Mayor of Heerhugowaard
- In office 1980–1994
- Preceded by: Albertus Franciscus Molleman [nl]
- Succeeded by: Evert Vermeer [nl]

Mayor of Stede Broec
- In office 1979–1980
- Preceded by: position established
- Succeeded by: Jan Haanstra [nl]

Mayor of Grootebroek
- In office 1967–1979
- Preceded by: Lodewijk Paul Hubertus Schepers [nl]
- Succeeded by: position abolished

Mayor of Bovenkarspel
- In office 1965–1979
- Preceded by: Jan Elders [nl]
- Succeeded by: position abolished

Personal details
- Born: 19 June 1929 Heiloo, Netherlands
- Died: 8 December 2021 (aged 92)
- Party: KVP CDA

= Jan Stuifbergen =

Dutch politician (1929–2021)

Jan Stuifbergen (19 June 1929 – 8 December 2021) was a Dutch politician.

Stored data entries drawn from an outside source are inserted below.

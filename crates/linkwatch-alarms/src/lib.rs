//! linkwatch-alarms — hardware alarm correlation.
//!
//! ATMs report hardware alarms (cash low, door open, printer fault...)
//! through a feed that knows nothing about network reachability. The
//! correlator matches feed entries to ATMs by device code and writes the
//! alarm half of each `EndpointRecord`. Ping fields are never touched.
//!
//! # Architecture
//!
//! ```text
//! AlarmCorrelator::run()  (own cadence, default 30s)
//!   ├── EndpointRegistry::list_endpoints()
//!   ├── AlarmFeed::list_current_alarms() → RawAlarm
//!   │     └── normalize_alarms(): trim codes, drop blank ones
//!   ├── merge_alarms() → id → AlarmState (branches always ONLINE)
//!   └── SnapshotStore::update_alarm()
//! ```
//!
//! A feed failure skips the merge for that cycle; the previous alarm state
//! stays in place and `last_alarm_update` stops advancing.

pub mod correlator;
pub mod error;
pub mod feed;

pub use correlator::{
    alarm_type_breakdown, merge_alarms, AlarmCorrelator, AlarmRefresh, AlarmTypeCount,
    DEFAULT_ALARM_INTERVAL,
};
pub use error::{AlarmFeedError, AlarmResult};
pub use feed::{normalize_alarms, AlarmFeed, RawAlarm};
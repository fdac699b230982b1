//! linkwatch-state — domain types and the endpoint snapshot store.
//!
//! The `SnapshotStore` keeps the last-known record of every monitored
//! endpoint for the lifetime of one monitoring session. It is created at
//! session start, handed to every component by handle, and dropped with the
//! session. Nothing in linkwatch reaches it through global state.
//!
//! # Architecture
//!
//! ```text
//! SnapshotStore (Arc<RwLock<HashMap<id, EndpointRecord>>>)
//!   ├── ping fields   ← StatusResolver (linkwatch-health)
//!   ├── alarm fields  ← AlarmCorrelator (linkwatch-alarms)
//!   └── revision watch → listeners recompute FleetStats
//! ```
//!
//! Writers own disjoint halves of each record, so a probe result and an
//! alarm merge never contend on the same field.

pub mod error;
pub mod registry;
pub mod store;
pub mod types;

pub use error::{RegistryError, StateError, StateResult};
pub use registry::{EndpointFilter, EndpointRegistry, InMemoryRegistry};
pub use store::SnapshotStore;
pub use types::*;
//! File-backed endpoint registry for standalone use.
//!
//! The inventory file is re-read on every listing, so edits are picked up
//! by the next monitoring start or dashboard refresh. Format follows the
//! extension: `.toml` holds `[[endpoints]]` tables, anything else is JSON
//! (a bare array or `{"endpoints": [...]}`).

use std::path::{Path, PathBuf};

use async_trait::async_trait;
use serde::Deserialize;
use tracing::debug;

use linkwatch_state::{EndpointFilter, EndpointRegistry, NetworkEndpoint, RegistryError};

#[derive(Deserialize)]
struct InventoryFile {
    #[serde(default)]
    endpoints: Vec<NetworkEndpoint>,
}

#[derive(Deserialize)]
#[serde(untagged)]
enum JsonInventory {
    List(Vec<NetworkEndpoint>),
    Table(InventoryFile),
}

pub struct FileInventory {
    path: PathBuf,
}

impl FileInventory {
    pub fn new(path: impl Into<PathBuf>) -> Self {
        Self { path: path.into() }
    }

    pub fn path(&self) -> &Path {
        &self.path
    }

    fn parse(&self, content: &str) -> Result<Vec<NetworkEndpoint>, RegistryError> {
        let is_toml = self
            .path
            .extension()
            .is_some_and(|ext| ext.eq_ignore_ascii_case("toml"));
        if is_toml {
            let file: InventoryFile =
                toml::from_str(content).map_err(|e| RegistryError::Malformed(e.to_string()))?;
            return Ok(file.endpoints);
        }
        match serde_json::from_str(content).map_err(|e| RegistryError::Malformed(e.to_string()))? {
            JsonInventory::List(endpoints) => Ok(endpoints),
            JsonInventory::Table(file) => Ok(file.endpoints),
        }
    }
}

#[async_trait]
impl EndpointRegistry for FileInventory {
    async fn list_endpoints(
        &self,
        filter: &EndpointFilter,
    ) -> Result<Vec<NetworkEndpoint>, RegistryError> {
        let content = tokio::fs::read_to_string(&self.path).await?;
        let endpoints = self.parse(&content)?;
        debug!(path = ?self.path, endpoints = endpoints.len(), "inventory loaded");
        Ok(endpoints.into_iter().filter(|e| filter.matches(e)).collect())
    }
}
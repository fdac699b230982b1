//! Scheduler error types.

use thiserror::Error;

/// Errors that prevent a monitoring session from starting.
#[derive(Debug, Error)]
pub enum SchedulerError {
    #[error("endpoint registry error: {0}")]
    Registry(#[from] linkwatch_state::RegistryError),

    #[error("no endpoints to monitor")]
    NoEndpoints,
}

pub type SchedulerResult<T> = Result<T, SchedulerError>;
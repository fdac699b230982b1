//! ProbeScheduler — the sequential monitoring loop.
//!
//! The scheduler owns one background task per monitoring session. The task:
//! - Picks the endpoint under the cursor (clamped to the current list)
//! - Probes it, or passes it over when skip-offline applies
//! - Writes completed results through the status resolver
//! - Advances the cursor, counting a cycle on every wrap
//! - Waits the configured delay before the next endpoint

use std::sync::Arc;
use std::sync::atomic::{AtomicU64, Ordering};
use std::time::Duration;

use chrono::Utc;
use parking_lot::{Mutex, RwLock};
use serde::{Deserialize, Serialize};
use tokio::sync::{watch, Notify};
use tokio::task::JoinHandle;
use tokio_util::sync::CancellationToken;
use tracing::{debug, info};

use linkwatch_core::ProbeDelay;
use linkwatch_health::{ProbeOutcome, Prober, StatusResolver};
use linkwatch_state::{EndpointFilter, EndpointRegistry, EndpointStatus, NetworkEndpoint};

use crate::cursor::RoundRobinCursor;
use crate::error::{SchedulerError, SchedulerResult};

/// Pause after passing over an OFFLINE endpoint in skip-offline mode.
pub const SKIP_GRACE: Duration = Duration::from_millis(100);

/// Operator-adjustable loop settings.
#[derive(Debug, Clone, Copy, Default, PartialEq, Eq, Serialize, Deserialize)]
pub struct SchedulerSettings {
    pub delay: ProbeDelay,
    /// Pass over endpoints whose stored status is OFFLINE without probing.
    pub skip_offline: bool,
}

/// Point-in-time view of the scheduler for status surfaces.
#[derive(Debug, Clone, PartialEq, Serialize, Deserialize)]
pub struct SchedulerStatus {
    pub running: bool,
    pub current_index: usize,
    pub cycle_count: u64,
    pub endpoint_count: usize,
    /// Endpoint under the cursor, if any.
    pub current_endpoint: Option<String>,
    pub settings: SchedulerSettings,
}

/// State shared between the control handle and the session task.
struct Shared {
    prober: Arc<Prober>,
    resolver: StatusResolver,
    /// Endpoint list of the current session, replaced wholesale.
    endpoints: RwLock<Arc<Vec<NetworkEndpoint>>>,
    cursor: RoundRobinCursor,
    /// Completed passes over the list.
    cycles: AtomicU64,
    settings: watch::Sender<SchedulerSettings>,
}

/// A running monitoring session.
struct Session {
    token: CancellationToken,
    /// Abandon the current probe or wait. One per session, so a skip
    /// nobody consumed does not carry into the next session.
    skip: Arc<Notify>,
    handle: JoinHandle<()>,
}

/// Round-robin probe scheduler.
///
/// Cursor position and cycle count survive `stop()` / `start()`.
pub struct ProbeScheduler {
    shared: Arc<Shared>,
    session: Mutex<Option<Session>>,
}

impl ProbeScheduler {
    pub fn new(prober: Arc<Prober>, resolver: StatusResolver, settings: SchedulerSettings) -> Self {
        let (settings, _) = watch::channel(settings);
        Self {
            shared: Arc::new(Shared {
                prober,
                resolver,
                endpoints: RwLock::new(Arc::new(Vec::new())),
                cursor: RoundRobinCursor::new(),
                cycles: AtomicU64::new(0),
                settings,
            }),
            session: Mutex::new(None),
        }
    }

    /// Fetch endpoints from the registry and start probing them.
    ///
    /// A registry failure or an empty list leaves the scheduler stopped.
    pub async fn start(
        &self,
        registry: &dyn EndpointRegistry,
        filter: &EndpointFilter,
    ) -> SchedulerResult<usize> {
        let endpoints = registry.list_endpoints(filter).await?;
        self.start_with(endpoints)
    }

    /// Start probing the given endpoints. Restarts a running session.
    pub fn start_with(&self, endpoints: Vec<NetworkEndpoint>) -> SchedulerResult<usize> {
        if endpoints.is_empty() {
            return Err(SchedulerError::NoEndpoints);
        }
        let count = endpoints.len();

        let mut session = self.session.lock();
        if let Some(previous) = session.take() {
            previous.token.cancel();
            self.shared.prober.cancel();
            debug!("previous monitoring session replaced");
        }

        self.shared.resolver.store().register_endpoints(&endpoints);
        *self.shared.endpoints.write() = Arc::new(endpoints);
        self.shared.cursor.clamp(count);

        let token = CancellationToken::new();
        let skip = Arc::new(Notify::new());
        let handle = tokio::spawn(run_loop(self.shared.clone(), token.clone(), skip.clone()));
        *session = Some(Session {
            token,
            skip,
            handle,
        });

        let settings = *self.shared.settings.borrow();
        info!(
            endpoints = count,
            index = self.shared.cursor.current(),
            delay_ms = settings.delay.as_millis(),
            skip_offline = settings.skip_offline,
            "monitoring started"
        );
        Ok(count)
    }

    /// Stop the session. The in-flight probe and any pending wait are
    /// abandoned; nothing they produce is written.
    ///
    /// Returns `false` if no session was running.
    pub fn stop(&self) -> bool {
        let Some(session) = self.session.lock().take() else {
            return false;
        };
        session.token.cancel();
        self.shared.prober.cancel();
        info!(
            index = self.shared.cursor.current(),
            cycles = self.cycle_count(),
            "monitoring stopped"
        );
        true
    }

    /// Stop the session and wait for its task to finish.
    pub async fn shutdown(&self) {
        let session = self.session.lock().take();
        if let Some(session) = session {
            session.token.cancel();
            self.shared.prober.cancel();
            let _ = session.handle.await;
            info!("monitoring session shut down");
        }
    }

    /// Abandon the current probe or wait and move to the next endpoint.
    ///
    /// Returns `false` if no session was running.
    pub fn skip_next(&self) -> bool {
        match self.session.lock().as_ref() {
            Some(session) if !session.handle.is_finished() => {
                session.skip.notify_one();
                true
            }
            _ => false,
        }
    }

    pub fn set_delay(&self, delay: ProbeDelay) {
        self.shared.settings.send_modify(|s| s.delay = delay);
        debug!(delay_ms = delay.as_millis(), "probe delay updated");
    }

    pub fn set_skip_offline(&self, skip_offline: bool) {
        self.shared
            .settings
            .send_modify(|s| s.skip_offline = skip_offline);
        debug!(skip_offline, "skip-offline updated");
    }

    /// Swap the endpoint list (upstream filter changed). The cursor is
    /// clamped to the new length.
    pub fn replace_endpoints(&self, endpoints: Vec<NetworkEndpoint>) {
        let count = endpoints.len();
        self.shared.resolver.store().register_endpoints(&endpoints);
        *self.shared.endpoints.write() = Arc::new(endpoints);
        self.shared.cursor.clamp(count);
        debug!(endpoints = count, "endpoint list replaced");
    }

    pub fn is_running(&self) -> bool {
        self.session
            .lock()
            .as_ref()
            .is_some_and(|s| !s.handle.is_finished())
    }

    pub fn cycle_count(&self) -> u64 {
        self.shared.cycles.load(Ordering::Relaxed)
    }

    pub fn current_index(&self) -> usize {
        self.shared.cursor.current()
    }

    pub fn settings(&self) -> SchedulerSettings {
        *self.shared.settings.borrow()
    }

    /// Endpoint list of the current (or last) session.
    pub fn endpoints(&self) -> Arc<Vec<NetworkEndpoint>> {
        self.shared.endpoints.read().clone()
    }

    pub fn status(&self) -> SchedulerStatus {
        let endpoints = self.endpoints();
        let current_index = self.current_index();
        SchedulerStatus {
            running: self.is_running(),
            current_index,
            cycle_count: self.cycle_count(),
            endpoint_count: endpoints.len(),
            current_endpoint: endpoints.get(current_index).map(|e| e.id.clone()),
            settings: self.settings(),
        }
    }
}

impl Drop for ProbeScheduler {
    fn drop(&mut self) {
        if let Some(session) = self.session.get_mut().take() {
            session.token.cancel();
        }
    }
}

/// The session task.
async fn run_loop(shared: Arc<Shared>, token: CancellationToken, skip: Arc<Notify>) {
    debug!("probe loop starting");

    loop {
        let endpoints = shared.endpoints.read().clone();
        let len = endpoints.len();
        let settings = *shared.settings.borrow();

        let pause = if len == 0 {
            settings.delay.duration()
        } else {
            let idx = shared.cursor.clamp(len);
            let endpoint = &endpoints[idx];

            let pause = if settings.skip_offline
                && shared.resolver.store().status(&endpoint.id) == Some(EndpointStatus::Offline)
            {
                debug!(endpoint_id = %endpoint.id, index = idx, "offline endpoint skipped");
                SKIP_GRACE
            } else {
                tokio::select! {
                    biased;
                    _ = token.cancelled() => break,
                    _ = skip.notified() => {
                        shared.prober.cancel();
                        debug!(endpoint_id = %endpoint.id, index = idx, "probe skipped by operator");
                        Duration::ZERO
                    }
                    outcome = shared.prober.probe(endpoint) => {
                        match outcome {
                            ProbeOutcome::Completed(result) if !token.is_cancelled() => {
                                shared.resolver.apply(endpoint, &result, Utc::now());
                            }
                            _ => debug!(endpoint_id = %endpoint.id, "probe result discarded"),
                        }
                        // Delay changes apply from the next wait on.
                        shared.settings.borrow().delay.duration()
                    }
                }
            };

            // The list may have been replaced while the probe was in flight.
            let len = shared.endpoints.read().len();
            if shared.cursor.advance(len) {
                let cycle = shared.cycles.fetch_add(1, Ordering::Relaxed) + 1;
                info!(cycle, endpoints = len, "monitoring cycle completed");
            }
            pause
        };

        if pause.is_zero() {
            if token.is_cancelled() {
                break;
            }
            continue;
        }

        tokio::select! {
            biased;
            _ = token.cancelled() => break,
            _ = skip.notified() => debug!("wait skipped by operator"),
            _ = tokio::time::sleep(pause) => {}
        }
    }

    debug!("probe loop stopped");
}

A member of the Catholic People's Party and later the Christian Democratic Appeal, he served as mayor of Bovenkarspel from 1965 to 1979, mayor of Grootebroek from 1967 to 1979, mayor of Stede Broec from 1979 to 1980, and mayor of Heerhugowaard from 1980 to 1994. Stuifbergen died on 8 December 2021, at the age of 92.